Volume on the NYSE was 1,003,398,038; advancing shares were 663,931,108 and declining shares were 332,074,290 with 7,392,640 unchanged. NASDAQ volume was 1,842,236,076; 1,414,017,121 shares were up, 358,110,252 were down, and 70,108,703 were unchanged.

Bond yields fell and prices rose as the market digested the early morning four week average jobless claims number which increased by 19,500 to 440,500 and the and a much higher consumer price number of 5.6 per cent, year over year. The Two-Year Note closing yield was 2.43 percent; the Ten Year Note was 3.89 per cent; and the Thirty Year Bond was 4.51 percent.

Foreclosures were up 55 per cent from a year ago, July.
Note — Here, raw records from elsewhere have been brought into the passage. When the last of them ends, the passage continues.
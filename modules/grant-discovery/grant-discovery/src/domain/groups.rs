//! Actor to access-group matching after all passes.
//!
//! Matching reads only the run's in-memory allow-set, never persisted
//! grants, so concurrent grant activity elsewhere cannot skew it.

use std::collections::BTreeSet;

use grant_discovery_sdk::{AccessGroup, Actor, ListPolicy};
use sea_orm::ConnectionTrait;
use tracing::{debug, info};

use super::audit::{self, AuditEvent, AuditSink};
use super::coverage::CoverageCache;
use super::error::DomainError;
use super::repo::GrantDiscoveryRepository;

/// Active list-policies fully contained in `allowed` ("Level 1").
#[must_use]
pub fn satisfied_list_policies(
    allowed: &BTreeSet<i64>,
    list_policies: &[ListPolicy],
) -> BTreeSet<i64> {
    list_policies
        .iter()
        .filter(|lp| lp.active && !lp.template_ids.is_empty())
        .filter(|lp| lp.template_ids.is_subset(allowed))
        .map(|lp| lp.id)
        .collect()
}

/// Lowest-id group whose required list-policies are all satisfied ("Level 2").
///
/// The reserved super group and groups without requirements never qualify.
#[must_use]
pub fn select_group(
    satisfied: &BTreeSet<i64>,
    groups: &[AccessGroup],
    super_group_id: i64,
) -> Option<i64> {
    groups
        .iter()
        .filter(|g| g.id != super_group_id && !g.list_policy_ids.is_empty())
        .filter(|g| g.list_policy_ids.is_subset(satisfied))
        .map(|g| g.id)
        .min()
}

#[derive(Debug, Default, Clone, Copy, PartialEq, Eq)]
pub struct AssignmentSummary {
    pub assigned: usize,
    pub already_member: usize,
    pub unassigned: usize,
}

pub struct GroupAssigner<'a, R, C> {
    pub repo: &'a R,
    pub conn: &'a C,
    pub coverage: &'a CoverageCache,
    pub audit: &'a dyn AuditSink,
    pub super_group_id: i64,
}

impl<R, C> GroupAssigner<'_, R, C>
where
    R: GrantDiscoveryRepository,
    C: ConnectionTrait,
{
    /// Assign every actor to at most one group, in ascending actor id order.
    ///
    /// # Errors
    ///
    /// Returns [`DomainError::Persistence`] if a membership lookup or insert fails.
    pub async fn assign(
        &self,
        actors: &[Actor],
        list_policies: &[ListPolicy],
        groups: &[AccessGroup],
    ) -> Result<AssignmentSummary, DomainError> {
        let mut summary = AssignmentSummary::default();

        for actor in actors {
            let target = if self.coverage.is_super(actor.id) {
                Some(self.super_group_id)
            } else {
                let allowed = self.coverage.allowed_templates(actor.id);
                let satisfied = satisfied_list_policies(&allowed, list_policies);
                select_group(&satisfied, groups, self.super_group_id)
            };

            let Some(group_id) = target else {
                info!(
                    actor_id = actor.id,
                    user = %actor.user,
                    host = %actor.host,
                    "No access group qualifies; actor left unassigned"
                );
                summary.unassigned += 1;
                continue;
            };

            if self.repo.is_member(self.conn, actor.id, group_id).await? {
                debug!(actor_id = actor.id, group_id, "Actor already in group");
                summary.already_member += 1;
                continue;
            }

            self.repo
                .insert_membership(self.conn, actor.id, group_id)
                .await?;
            audit::record(
                self.audit,
                &AuditEvent::GroupAssigned {
                    actor_id: actor.id,
                    group_id,
                },
            );
            summary.assigned += 1;
        }

        Ok(summary)
    }
}
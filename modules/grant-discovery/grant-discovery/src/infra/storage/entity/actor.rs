use grant_discovery_sdk::Actor;
use sea_orm::entity::prelude::*;

#[derive(Clone, Debug, PartialEq, Eq, DeriveEntityModel)]
#[sea_orm(table_name = "actors")]
pub struct Model {
    #[sea_orm(primary_key, auto_increment = false)]
    pub id: i64,
    pub connection_id: i64,
    pub user: String,
    pub host: String,
}

#[derive(Copy, Clone, Debug, EnumIter, DeriveRelation)]
pub enum Relation {}

impl ActiveModelBehavior for ActiveModel {}

impl From<Model> for Actor {
    fn from(m: Model) -> Self {
        Self {
            id: m.id,
            connection_id: m.connection_id,
            user: m.user,
            host: m.host,
        }
    }
}
pub mod entity;
pub mod migrations;
pub mod sea_orm_repo;

pub use migrations::Migrator;
pub use sea_orm_repo::SeaOrmRepository;
use std::any::Any;
use std::panic::AssertUnwindSafe;
use std::sync::Arc;

use futures::FutureExt;
use grant_discovery_sdk::{Actor, PolicyTemplate, RunRequest};
use sea_orm::{DatabaseConnection, DatabaseTransaction, TransactionTrait};
use tracing::{info, warn};

use super::audit::{AuditLog, FileAuditLog};
use super::classifier::{TemplateTiers, classify};
use super::coverage::CoverageCache;
use super::error::DomainError;
use super::evaluator::Evaluator;
use super::groups::{AssignmentSummary, GroupAssigner};
use super::guard::RunGuard;
use super::repo::{Catalog, GrantDiscoveryRepository};
use super::snapshot::{LoadReport, SnapshotQuerier, SnapshotStore, SnapshotTables};
use super::synthesizer::{GrantSynthesizer, Pass, PassSummary};
use super::template::{ExpansionScope, ObjectLookup, QueryTask, TemplateEngine};
use crate::config::GrantDiscoveryConfig;

// ============================================================================
// Run Summary
// ============================================================================

/// Everything one completed run did.
#[derive(Debug, Clone, Default, PartialEq, Eq)]
pub struct RunSummary {
    pub job_id: String,
    pub load: LoadReport,
    pub super_pass: PassSummary,
    pub action_pass: PassSummary,
    pub object_pass: PassSummary,
    pub groups: AssignmentSummary,
}

impl RunSummary {
    fn totals(&self) -> PassSummary {
        let mut total = PassSummary::default();
        for pass in [&self.super_pass, &self.action_pass, &self.object_pass] {
            total.absorb(pass);
        }
        total
    }

    #[must_use]
    pub fn grants_created(&self) -> usize {
        self.totals().created
    }

    #[must_use]
    pub fn grants_existing(&self) -> usize {
        self.totals().existing
    }

    #[must_use]
    pub fn message(&self) -> String {
        format!(
            "created {} grants ({} already present), {} group assignments",
            self.grants_created(),
            self.grants_existing(),
            self.groups.assigned
        )
    }
}

// ============================================================================
// Service Implementation
// ============================================================================

pub struct Service<R: GrantDiscoveryRepository> {
    db: DatabaseConnection,
    repo: Arc<R>,
    config: GrantDiscoveryConfig,
    engine: TemplateEngine,
    guard: RunGuard,
    audit: Arc<dyn AuditLog>,
}

impl<R: GrantDiscoveryRepository> Service<R> {
    pub fn new(db: DatabaseConnection, repo: Arc<R>, config: GrantDiscoveryConfig) -> Self {
        let audit: Arc<dyn AuditLog> = Arc::new(FileAuditLog::new(config.audit_dir.clone()));
        let engine = TemplateEngine::new(
            config.user_object_kind.clone(),
            config.schema_object_kind.clone(),
        );
        Self {
            db,
            repo,
            config,
            engine,
            guard: RunGuard::new(),
            audit,
        }
    }

    #[must_use]
    pub fn with_audit_log(mut self, audit: Arc<dyn AuditLog>) -> Self {
        self.audit = audit;
        self
    }

    #[must_use]
    pub fn config(&self) -> &GrantDiscoveryConfig {
        &self.config
    }

    /// The transaction-less connection, for reads outside a run.
    #[must_use]
    pub fn db(&self) -> &DatabaseConnection {
        &self.db
    }

    #[must_use]
    pub fn repo(&self) -> &R {
        self.repo.as_ref()
    }

    /// Handle the completion of a snapshot job.
    ///
    /// Only the first call per job id runs. All grant and membership writes
    /// share one transaction that commits only when the whole run succeeds.
    /// The snapshot store is closed on every exit path, including panics.
    ///
    /// # Errors
    ///
    /// - [`DomainError::AlreadyProcessed`] if the job id was claimed before
    /// - [`DomainError::InvalidSnapshot`] if the payload cannot be decoded
    /// - [`DomainError::StartupTimeout`] / [`DomainError::Snapshot`] if the store cannot start
    /// - [`DomainError::Persistence`] if any read, insert or the commit fails
    /// - [`DomainError::Fault`] if the run panicked
    #[tracing::instrument(skip_all, fields(job_id = %request.job_id, connection_id = request.connection_id))]
    pub async fn handle_completion(&self, request: RunRequest) -> Result<RunSummary, DomainError> {
        if !self.guard.try_claim(&request.job_id) {
            info!("Completion already handled; ignoring duplicate trigger");
            return Err(DomainError::AlreadyProcessed {
                job_id: request.job_id,
            });
        }

        let tables = SnapshotTables::decode(&request.snapshot)
            .map_err(|e| DomainError::invalid_snapshot(e.to_string()))?;

        let txn = self.db.begin().await?;
        let catalog = self
            .repo
            .load_catalog(&txn, request.connection_id)
            .await?;

        let store = Arc::new(
            SnapshotStore::start(
                self.config.snapshot_pool_size,
                self.config.snapshot_startup_timeout(),
            )
            .await?,
        );

        let outcome = AssertUnwindSafe(self.run(&request, &catalog, &tables, &store, &txn))
            .catch_unwind()
            .await;
        store.close().await;

        let result = match outcome {
            Ok(result) => result,
            Err(panic) => Err(DomainError::Fault(panic_message(panic.as_ref()))),
        };

        match result {
            Ok(summary) => {
                txn.commit().await?;
                info!(
                    grants_created = summary.grants_created(),
                    grants_existing = summary.grants_existing(),
                    groups_assigned = summary.groups.assigned,
                    "Grant discovery run committed"
                );
                Ok(summary)
            }
            Err(e) => {
                warn!(error = %e, "Grant discovery run failed; rolling back");
                if let Err(rollback) = txn.rollback().await {
                    warn!(error = %rollback, "Rollback failed");
                }
                Err(e)
            }
        }
    }

    async fn run(
        &self,
        request: &RunRequest,
        catalog: &Catalog,
        tables: &SnapshotTables,
        store: &Arc<SnapshotStore>,
        txn: &DatabaseTransaction,
    ) -> Result<RunSummary, DomainError> {
        let load = store.load(tables).await?;
        let tiers = classify(
            catalog.templates.clone(),
            &catalog.list_policies,
            self.config.super_template_id,
        );
        info!(
            actors = catalog.actors.len(),
            databases = catalog.databases.len(),
            super_template = tiers.super_template.is_some(),
            action_wide = tiers.action_wide.len(),
            object_specific = tiers.object_specific.len(),
            "Template catalog classified"
        );

        let coverage = CoverageCache::new();
        let audit = self.audit.open_run(&request.job_id);
        let querier: Arc<dyn SnapshotQuerier> = store.clone();
        let evaluator = Evaluator::new(querier, self.config.evaluator_width());
        let synthesizer = GrantSynthesizer {
            repo: self.repo.as_ref(),
            conn: txn,
            coverage: &coverage,
            audit: audit.as_ref(),
            connection_id: request.connection_id,
        };

        let no_objects = ObjectLookup::default();
        let scope = ExpansionScope {
            databases: &catalog.databases,
            actors: &catalog.actors,
            objects: &no_objects,
        };

        // Pass 1: the reserved super template.
        let tasks = self.general_tasks(&catalog.actors, tiers.super_template.as_slice(), &scope);
        let super_pass = run_pass(Pass::Super, tasks, &evaluator, &synthesizer).await?;

        // Pass 2: list-policy templates, super actors skipped.
        let eligible: Vec<&Actor> = catalog
            .actors
            .iter()
            .filter(|a| !coverage.is_super(a.id))
            .collect();
        let tasks = self.general_tasks(eligible.iter().copied(), &tiers.action_wide, &scope);
        let action_pass = run_pass(Pass::ActionWide, tasks, &evaluator, &synthesizer).await?;

        // Pass 3: the rest, minus actions already granted action-wide.
        let lookup = self.object_lookup(txn, catalog, &tiers).await?;
        let scope = ExpansionScope {
            objects: &lookup,
            ..scope
        };
        let tasks = self.object_tasks(&eligible, &tiers.object_specific, &coverage, &scope);
        let object_pass = run_pass(Pass::ObjectSpecific, tasks, &evaluator, &synthesizer).await?;

        let groups = GroupAssigner {
            repo: self.repo.as_ref(),
            conn: txn,
            coverage: &coverage,
            audit: audit.as_ref(),
            super_group_id: self.config.super_group_id,
        }
        .assign(&catalog.actors, &catalog.list_policies, &catalog.groups)
        .await?;

        Ok(RunSummary {
            job_id: request.job_id.clone(),
            load,
            super_pass,
            action_pass,
            object_pass,
            groups,
        })
    }

    fn general_tasks<'a>(
        &self,
        actors: impl IntoIterator<Item = &'a Actor>,
        templates: &[PolicyTemplate],
        scope: &ExpansionScope<'_>,
    ) -> Vec<QueryTask> {
        actors
            .into_iter()
            .flat_map(|actor| {
                templates
                    .iter()
                    .flat_map(move |t| self.engine.expand_general(t, actor, scope))
            })
            .collect()
    }

    fn object_tasks(
        &self,
        actors: &[&Actor],
        templates: &[PolicyTemplate],
        coverage: &CoverageCache,
        scope: &ExpansionScope<'_>,
    ) -> Vec<QueryTask> {
        let mut tasks = Vec::new();
        for actor in actors {
            for template in templates {
                if coverage.is_action_granted(actor.id, template.action_id) {
                    continue;
                }
                tasks.extend(self.engine.expand_general(template, actor, scope));
                tasks.extend(self.engine.expand_specific(template, actor, scope));
            }
        }
        tasks
    }

    /// Load, once, every object the object-specific tier can expand over.
    async fn object_lookup(
        &self,
        txn: &DatabaseTransaction,
        catalog: &Catalog,
        tiers: &TemplateTiers,
    ) -> Result<ObjectLookup, DomainError> {
        let kinds = self.engine.object_kinds(&tiers.object_specific);
        let database_ids: Vec<i64> = catalog.databases.iter().map(|d| d.id).collect();
        let objects = self.repo.load_objects(txn, &database_ids, &kinds).await?;
        Ok(ObjectLookup::new(objects))
    }
}

/// Evaluate a pass to completion, then synthesize it.
async fn run_pass<R, C>(
    pass: Pass,
    tasks: Vec<QueryTask>,
    evaluator: &Evaluator,
    synthesizer: &GrantSynthesizer<'_, R, C>,
) -> Result<PassSummary, DomainError>
where
    R: GrantDiscoveryRepository,
    C: sea_orm::ConnectionTrait,
{
    let results = evaluator.evaluate(tasks).await;
    let summary = synthesizer.synthesize(pass, results).await?;
    info!(
        pass = pass.name(),
        dispatched = summary.dispatched,
        allowed = summary.allowed,
        denied = summary.denied,
        unmatched = summary.unmatched,
        failed = summary.failed,
        created = summary.created,
        existing = summary.existing,
        "Pass finished"
    );
    Ok(summary)
}

fn panic_message(panic: &(dyn Any + Send)) -> String {
    if let Some(s) = panic.downcast_ref::<&str>() {
        (*s).to_owned()
    } else if let Some(s) = panic.downcast_ref::<String>() {
        s.clone()
    } else {
        "panic with non-string payload".to_owned()
    }
}
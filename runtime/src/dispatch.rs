//! Launch target resolution and launch primitive selection.
//!
//! Kernel categories only differ in which handle they need and which driver
//! primitive they go through:
//!
//! | Kernel | Handle | Primitive |
//! |---|---|---|
//! | AI-core, tiled | binary | `launch_kernel_with_handle` |
//! | AI-core, static | function | `launch_kernel` |
//! | Customized | function | `launch_kernel` |
//! | AI-CPU | none | `launch_aicpu` |
//! | Custom AI-CPU | binary | `launch_aicpu` |

use snafu::ResultExt;
use tessel_device::{
    AiCpuLaunch, BinHandle, ContextEntry, FftsContext, FuncHandle, HandleLaunch, KernelLaunch, LaunchArgs,
    LaunchConfig, StreamId,
};

use crate::context::RuntimeContext;
use crate::descriptor::{AtomicClearKernel, KernelVariant, OperatorDescriptor};
use crate::error::*;
use crate::tiling::TilingBlob;

/// Resolved entry point of a task's kernel.
#[derive(Debug, Clone, PartialEq, Eq)]
pub enum LaunchTarget {
    /// Tiled AI-core kernel; the device selects the entry from the tiling key.
    Handle { bin: BinHandle },
    Function(FuncHandle),
    AiCpu { so_name: String, kernel_name: String, custom: Option<BinHandle> },
}

impl LaunchTarget {
    /// Register whatever binary or function `op` needs, through the context's
    /// handle cache.
    pub fn resolve(ctx: &RuntimeContext, op: &OperatorDescriptor) -> Result<Self> {
        let driver = ctx.driver.as_ref();
        let binaries = ctx.binaries.as_ref();
        let target = match &op.kernel {
            KernelVariant::AiCore { binary_key, .. } if op.has_tiling() => {
                Self::Handle { bin: ctx.kernels.binary(driver, binaries, binary_key)? }
            }
            KernelVariant::AiCore { binary_key, stub } | KernelVariant::Customized { binary_key, stub, .. } => {
                Self::Function(ctx.kernels.function(driver, binaries, binary_key, stub)?)
            }
            KernelVariant::AiCpu(kernel) => Self::AiCpu {
                so_name: kernel.so_name.clone(),
                kernel_name: kernel.kernel_name.clone(),
                custom: None,
            },
            KernelVariant::CustomAiCpu { binary_key, kernel } => Self::AiCpu {
                so_name: kernel.so_name.clone(),
                kernel_name: kernel.kernel_name.clone(),
                custom: Some(ctx.kernels.binary(driver, binaries, binary_key)?),
            },
        };
        tracing::debug!(op.name = %op.name, kernel = %op.kernel.category(), ?target, "launch target resolved");
        Ok(target)
    }

    /// Static entry point of an atomic-clear kernel.
    pub fn atomic_clear(ctx: &RuntimeContext, kernel: &AtomicClearKernel) -> Result<Self> {
        let func = ctx.kernels.function(ctx.driver.as_ref(), ctx.binaries.as_ref(), &kernel.binary_key, &kernel.stub)?;
        Ok(Self::Function(func))
    }

    /// Submit one launch on `stream`.
    pub fn launch(&self, ctx: &RuntimeContext, blob: &TilingBlob, args: LaunchArgs, stream: StreamId) -> Result<()> {
        let driver = ctx.driver.as_ref();
        let config = launch_config(blob);
        match self {
            Self::Handle { bin } => {
                let launch = HandleLaunch { bin: *bin, tiling_key: blob.tiling_key, config, args };
                driver.launch_kernel_with_handle(&launch, stream)
            }
            Self::Function(func) => driver.launch_kernel(&KernelLaunch { func: *func, config, args }, stream),
            Self::AiCpu { so_name, kernel_name, custom } => {
                let launch = AiCpuLaunch {
                    so_name: so_name.clone(),
                    kernel_name: kernel_name.clone(),
                    block_dim: blob.block_dim,
                    args,
                    custom: *custom,
                };
                driver.launch_aicpu(&launch, stream)
            }
        }
        .context(DeviceSnafu)?;

        if ctx.config.sync_after_launch {
            driver.synchronize_stream(stream).context(DeviceSnafu)?;
        }
        Ok(())
    }

    /// FFTS+ context running this target.
    pub fn ffts_context(&self, blob: &TilingBlob, args: LaunchArgs, mixed: bool) -> FftsContext {
        let config = launch_config(blob);
        match self {
            Self::Handle { bin } => FftsContext::AiCore {
                entry: ContextEntry::Handle { bin: *bin, tiling_key: blob.tiling_key },
                config,
                args,
                mixed,
            },
            Self::Function(func) => FftsContext::AiCore { entry: ContextEntry::Function(*func), config, args, mixed },
            Self::AiCpu { so_name, kernel_name, .. } => FftsContext::AiCpu {
                so_name: so_name.clone(),
                kernel_name: kernel_name.clone(),
                block_dim: blob.block_dim,
                args,
            },
        }
    }
}

pub fn launch_config(blob: &TilingBlob) -> LaunchConfig {
    LaunchConfig {
        block_dim: blob.block_dim,
        schedule_mode: blob.schedule_mode,
        local_memory_size: blob.local_memory_size,
    }
}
More than 272,000 homes received at least one notice, compared to 175,000 last July. This was eight per cent higher than June, as reported by RealityTrac. Lenders reprocessed 77,000 homes in July.

Existing home sales fell 16 per cent to 4.91M, annualized, in the 2nd quarter while prices fell 7.6 percent to $206,500 from $223,500 last year. One in three home sales was a short sale or sold out of foreclosure, according to the National Association of Realtors.

Crude oil finished the day at $114.70 a barrel and Gold closed at $807.4 an ounce.